# Task directions
Every entry, from first to last, must be written out exactly.

### Recorded data ###

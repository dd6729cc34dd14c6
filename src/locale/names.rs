// A small table of localized names and number symbols. Languages not listed
// here get the English table. This is intentionally not a CLDR replacement.

/// Month and weekday names along with the AM/PM markers for a language.
#[derive(Debug)]
pub struct Names {
    pub months: [&'static str; 12],
    pub months_short: [&'static str; 12],
    /// Starting with Monday.
    pub weekdays: [&'static str; 7],
    /// Starting with Monday.
    pub weekdays_short: [&'static str; 7],
    pub am: &'static str,
    pub pm: &'static str,
}

impl Names {
    pub fn for_language(language: &str) -> &'static Names {
        match language {
            "de" => &GERMAN,
            "fr" => &FRENCH,
            "es" => &SPANISH,
            _ => &ENGLISH,
        }
    }
}

static ENGLISH: Names = Names {
    months: [
        "January",
        "February",
        "March",
        "April",
        "May",
        "June",
        "July",
        "August",
        "September",
        "October",
        "November",
        "December",
    ],
    months_short: [
        "Jan", "Feb", "Mar", "Apr", "May", "Jun", "Jul", "Aug", "Sep", "Oct",
        "Nov", "Dec",
    ],
    weekdays: [
        "Monday",
        "Tuesday",
        "Wednesday",
        "Thursday",
        "Friday",
        "Saturday",
        "Sunday",
    ],
    weekdays_short: ["Mon", "Tue", "Wed", "Thu", "Fri", "Sat", "Sun"],
    am: "AM",
    pm: "PM",
};

static GERMAN: Names = Names {
    months: [
        "Januar",
        "Februar",
        "März",
        "April",
        "Mai",
        "Juni",
        "Juli",
        "August",
        "September",
        "Oktober",
        "November",
        "Dezember",
    ],
    months_short: [
        "Jan.", "Feb.", "März", "Apr.", "Mai", "Juni", "Juli", "Aug.",
        "Sept.", "Okt.", "Nov.", "Dez.",
    ],
    weekdays: [
        "Montag",
        "Dienstag",
        "Mittwoch",
        "Donnerstag",
        "Freitag",
        "Samstag",
        "Sonntag",
    ],
    weekdays_short: ["Mo.", "Di.", "Mi.", "Do.", "Fr.", "Sa.", "So."],
    am: "AM",
    pm: "PM",
};

static FRENCH: Names = Names {
    months: [
        "janvier",
        "février",
        "mars",
        "avril",
        "mai",
        "juin",
        "juillet",
        "août",
        "septembre",
        "octobre",
        "novembre",
        "décembre",
    ],
    months_short: [
        "janv.", "févr.", "mars", "avr.", "mai", "juin", "juil.", "août",
        "sept.", "oct.", "nov.", "déc.",
    ],
    weekdays: [
        "lundi", "mardi", "mercredi", "jeudi", "vendredi", "samedi",
        "dimanche",
    ],
    weekdays_short: ["lun.", "mar.", "mer.", "jeu.", "ven.", "sam.", "dim."],
    am: "AM",
    pm: "PM",
};

static SPANISH: Names = Names {
    months: [
        "enero",
        "febrero",
        "marzo",
        "abril",
        "mayo",
        "junio",
        "julio",
        "agosto",
        "septiembre",
        "octubre",
        "noviembre",
        "diciembre",
    ],
    months_short: [
        "ene", "feb", "mar", "abr", "may", "jun", "jul", "ago", "sept", "oct",
        "nov", "dic",
    ],
    weekdays: [
        "lunes",
        "martes",
        "miércoles",
        "jueves",
        "viernes",
        "sábado",
        "domingo",
    ],
    weekdays_short: ["lun", "mar", "mié", "jue", "vie", "sáb", "dom"],
    am: "a. m.",
    pm: "p. m.",
};

/// The separators used when printing decimal numbers.
#[derive(Debug)]
pub struct NumberSymbols {
    pub decimal: char,
    pub group: char,
    pub minus: char,
    pub percent: char,
}

impl NumberSymbols {
    pub fn for_language(language: &str) -> &'static NumberSymbols {
        static COMMA_GROUPED: NumberSymbols = NumberSymbols {
            decimal: '.',
            group: ',',
            minus: '-',
            percent: '%',
        };
        static DOT_GROUPED: NumberSymbols = NumberSymbols {
            decimal: ',',
            group: '.',
            minus: '-',
            percent: '%',
        };
        static SPACE_GROUPED: NumberSymbols = NumberSymbols {
            decimal: ',',
            group: '\u{202F}',
            minus: '-',
            percent: '%',
        };
        match language {
            "de" | "es" | "it" | "nl" | "pt" => &DOT_GROUPED,
            "fr" => &SPACE_GROUPED,
            _ => &COMMA_GROUPED,
        }
    }
}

###

# Written solution
repository dd6729cc34dd14c6
filename src/locale/names.rs
// A small table of localized names and number symbols. Languages not listed
// here get the English table. This is intentionally not a CLDR replacement.

/// Month and weekday names along with the AM/PM markers for a language.
#[derive(Debug)]
pub struct Names {
    pub months: [&'static str; 12],
    pub months_short: [&'static str; 12],
    /// Starting with Monday.
    pub weekdays: [&'static str; 7],
    /// Starting with Monday.
    pub weekdays_short: [&'static str; 7],
    pub am: &'static str,
    pub pm: &'static str,
}

impl Names {
    pub fn for_language(language: &str) -> &'static Names {
        match language {
            "de" => &GERMAN,
            "fr" => &FRENCH,
            "es" => &SPANISH,
            _ => &ENGLISH,
        }
    }
}

static ENGLISH: Names = Names {
    months: [
        "January",
        "February",
        "March",
        "April",
        "May",
        "June",
        "July",
        "August",
        "September",
        "October",
        "November",
        "December",
    ],
    months_short: [
        "Jan", "Feb", "Mar", "Apr", "May", "Jun", "Jul", "Aug", "Sep", "Oct",
        "Nov", "Dec",
    ],
    weekdays: [
        "Monday",
        "Tuesday",
        "Wednesday",
        "Thursday",
        "Friday",
        "Saturday",
        "Sunday",
    ],
    weekdays_short: ["Mon", "Tue", "Wed", "Thu", "Fri", "Sat", "Sun"],
    am: "AM",
    pm: "PM",
};

static GERMAN: Names = Names {
    months: [
        "Januar",
        "Februar",
        "März",
        "April",
        "Mai",
        "Juni",
        "Juli",
        "August",
        "September",
        "Oktober",
        "November",
        "Dezember",
    ],
    months_short: [
        "Jan.", "Feb.", "März", "Apr.", "Mai", "Juni", "Juli", "Aug.",
        "Sept.", "Okt.", "Nov.", "Dez.",
    ],
    weekdays: [
        "Montag",
        "Dienstag",
        "Mittwoch",
        "Donnerstag",
        "Freitag",
        "Samstag",
        "Sonntag",
    ],
    weekdays_short: ["Mo.", "Di.", "Mi.", "Do.", "Fr.", "Sa.", "So."],
    am: "AM",
    pm: "PM",
};

static FRENCH: Names = Names {
    months: [
        "janvier",
        "février",
        "mars",
        "avril",
        "mai",
        "juin",
        "juillet",
        "août",
        "septembre",
        "octobre",
        "novembre",
        "décembre",
    ],
    months_short: [
        "janv.", "févr.", "mars", "avr.", "mai", "juin", "juil.", "août",
        "sept.", "oct.", "nov.", "déc.",
    ],
    weekdays: [
        "lundi", "mardi", "mercredi", "jeudi", "vendredi", "samedi",
        "dimanche",
    ],
    weekdays_short: ["lun.", "mar.", "mer.", "jeu.", "ven.", "sam.", "dim."],
    am: "AM",
    pm: "PM",
};

static SPANISH: Names = Names {
    months: [
        "enero",
        "febrero",
        "marzo",
        "abril",
        "mayo",
        "junio",
        "julio",
        "agosto",
        "septiembre",
        "octubre",
        "noviembre",
        "diciembre",
    ],
    months_short: [
        "ene", "feb", "mar", "abr", "may", "jun", "jul", "ago", "sept", "oct",
        "nov", "dic",
    ],
    weekdays: [
        "lunes",
        "martes",
        "miércoles",
        "jueves",
        "viernes",
        "sábado",
        "domingo",
    ],
    weekdays_short: ["lun", "mar", "mié", "jue", "vie", "sáb", "dom"],
    am: "a. m.",
    pm: "p. m.",
};

/// The separators used when printing decimal numbers.
#[derive(Debug)]
pub struct NumberSymbols {
    pub decimal: char,
    pub group: char,
    pub minus: char,
    pub percent: char,
}

impl NumberSymbols {
    pub fn for_language(language: &str) -> &'static NumberSymbols {
        static COMMA_GROUPED: NumberSymbols = NumberSymbols {
            decimal: '.',
            group: ',',
            minus: '-',
            percent: '%',
        };
        static DOT_GROUPED: NumberSymbols = NumberSymbols {
            decimal: ',',
            group: '.',
            minus: '-',
            percent: '%',
        };
        static SPACE_GROUPED: NumberSymbols = NumberSymbols {
            decimal: ',',
            group: '\u{202F}',
            minus: '-',
            percent: '%',
        };
        match language {
            "de" | "es" | "it" | "nl" | "pt" => &DOT_GROUPED,
            "fr" => &SPACE_GROUPED,
            _ => &COMMA_GROUPED,
        }
    }
}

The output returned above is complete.